Friday, March 06, 2015

Bad Logic and Errors of Those Who Reject the Trinity

Denial leads to further denial.

One non-Christian belief holds that Christ Jesus is not God the Word come in the flesh (John 1:1, 2, 14). One symptom of this is the denial that their Jesus took part in his resurrection. They hold that their Jesus was entirely passive. Conceding that Christ had a part in raising Himself would imply His deity. Therefore, they must contradict the evidence.
My convention: The human Jesus of the deniers of Christ is he. The Christ Jesus of the Bible is He.

He really did say it.


Christ claimed to have the power to rise from the dead (John 10:17-18). Before the fact, He demonstrated the truth of His claim by raising others from the dead. This is crucial to us because Christ promised that He would raise believers from the dead in the Last Days. 

If Christ lacks such power, then He is a liar. Even worse, He is a blasphemer because He promised to do what only God can do. But if Christ can do what God can do, then He must be God. This is the truth that anti-Trinitarians must deny.

In Mark 8:31, Mark 9:9, John 2:19, Christ used active voice, meaning that he would do the raising -- I will rise or I will raise; and in Luke 18:33, He used middle voice, meaning that He would perform the raising on Himself -- I will raise myself. (1

One cannot deny that Christ Jesus said He would raise Himself without either treating the gospels as unreliable and non inspired or else contradicting Him. And one cannot contradict Christ without implying that He was a false prophet who did not keep his word. 


Non-Trinitarians would not openly call their Jesus a false prophet. They would not openly call the gospels non inspired. But their doctrine requires either one or the other.

If God says I will, does He need to say I did?

They argue that nobody in the New Testament says, after the resurrection, that Christ had an active role in raising Himself. This is false both factually and logically. 

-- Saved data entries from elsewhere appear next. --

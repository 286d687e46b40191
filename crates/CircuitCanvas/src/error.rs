use thiserror::Error;

use crate::model::{Mode, ModuleId, PortId};

/// Failures raised by the scene store.
#[derive(Debug, Error, Clone, PartialEq, Eq)]
pub enum SceneError {
    #[error("module {0:?} is not part of the scene")]
    ModuleNotFound(ModuleId),
    #[error("port {0:?} is not part of the scene")]
    PortNotFound(PortId),
    #[error("a wire needs at least two ports, got {0}")]
    WireTooShort(usize),
}

#[derive(Debug, Error)]
pub enum CanvasError {
    #[error("cannot change mode from {from:?} to {to:?}")]
    InvalidTransition { from: Mode, to: Mode },
    #[error("palette selection is not available in {0:?} mode")]
    PaletteUnavailable(Mode),
    #[error("invalid configuration: {0}")]
    Config(String),
    #[error("canvas builder is missing a {0}")]
    MissingCollaborator(&'static str),
    #[error(transparent)]
    Scene(#[from] SceneError),
    #[error("failed to spawn stepping thread: {0}")]
    Spawn(#[from] std::io::Error),
}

It is true that throughout Acts and the epistles, the authors do not use active voice (He rose). They usually state that God raised Christ from the dead. Grammatically, however, this is not a solid claim. Many occurrences of the verbs are ambiguous; they could be translated as either passive voice (He was raised) or middle voice (He raised Himself).

To a Trinitarian -- or to a Jew -- the statements that God the Father raised Jesus illustrate the Father's seal of approval on the Son. Christ stated that the Holy Spirit bore witness to His identity through the miracles He performed. Similarly, the Father's involvement in Christ's resurrection validated Christ's identity, so a Trinitarian expects many references to the Father's involvement. Congruent actions of Christ and the Father give evidence of Christ's divine nature. Admitting to this would undermine the non-Trinitarian view, so they must deny it.

Factually, Mark wrote that Christ rose (active voice in Mark 16:9), and the resurrected Christ Jesus Himself explained to the disciples that the Old Testament prophesied that the Christ would rise out from the dead (active voice in Luke 24:46; see also John 20:9). If only the Father were involved those sentences would all have used the passive voice (he was raised).

Logically, if Jesus Christ is the Truth (John 14:6), then He cannot lie; neither can He prophesy falsely. If He said something before the resurrection, it stands, regardless of whether somebody else later confirmed that He kept His word. To say otherwise is to call Jesus a liar, to call Jesus a false prophet, or to deny the reliability of Mark, Luke, and John.

Pitiful Logic

Another facet of their contradiction of what Christ said points to the many statements in Acts and the epistles that God raised Jesus Christ from the dead. According to their faulty reasoning, if God the Father raised Jesus, then Christ did not. 

Such pitiful logic follows an either-or relation and rejects, without justification, an either-or-and relation. In logic, or does not preclude the possibility of both propositions being true. (If one and only one out of two alternatives can be true, it is call an exclusive or.) Their reasoning is like looking at a quarter and concluding that it either has the face of George Washington or it has the image of an eagle, but it cannot have both. Their logic is faulty because both descriptions are true.

A Trinitarian can reconcile saying both that Christ does something and that God does it because Christ is God the Son. God the Son can raise Jesus' body from the dead, God the Father can, and the two Persons can do it cooperatively. Thus, Trinitarians do not have to attack the character of Christ or the gospels, nor do they have to use faulty logic as the non Trinitarians do.

Warning

Christ's involvement in His resurrection has an importance greater than that regarding the future resurrection of believers. According to 1 Corinthians 12:3, one who does not confess, Lord Jesus -- which implies His deity -- does not have the Holy Spirit. Rather, according to 2 John 1:7, the person who denies that Christ Jesus came in the flesh -- which is meaningless if we do not accept His pre-existent deity -- is guided by antichrist. 

Beware Unitarians, liberal mainliners, Jehovah's Witnesses, or any other theological cult that denies the deity of Christ. You don't want to follow that spirit.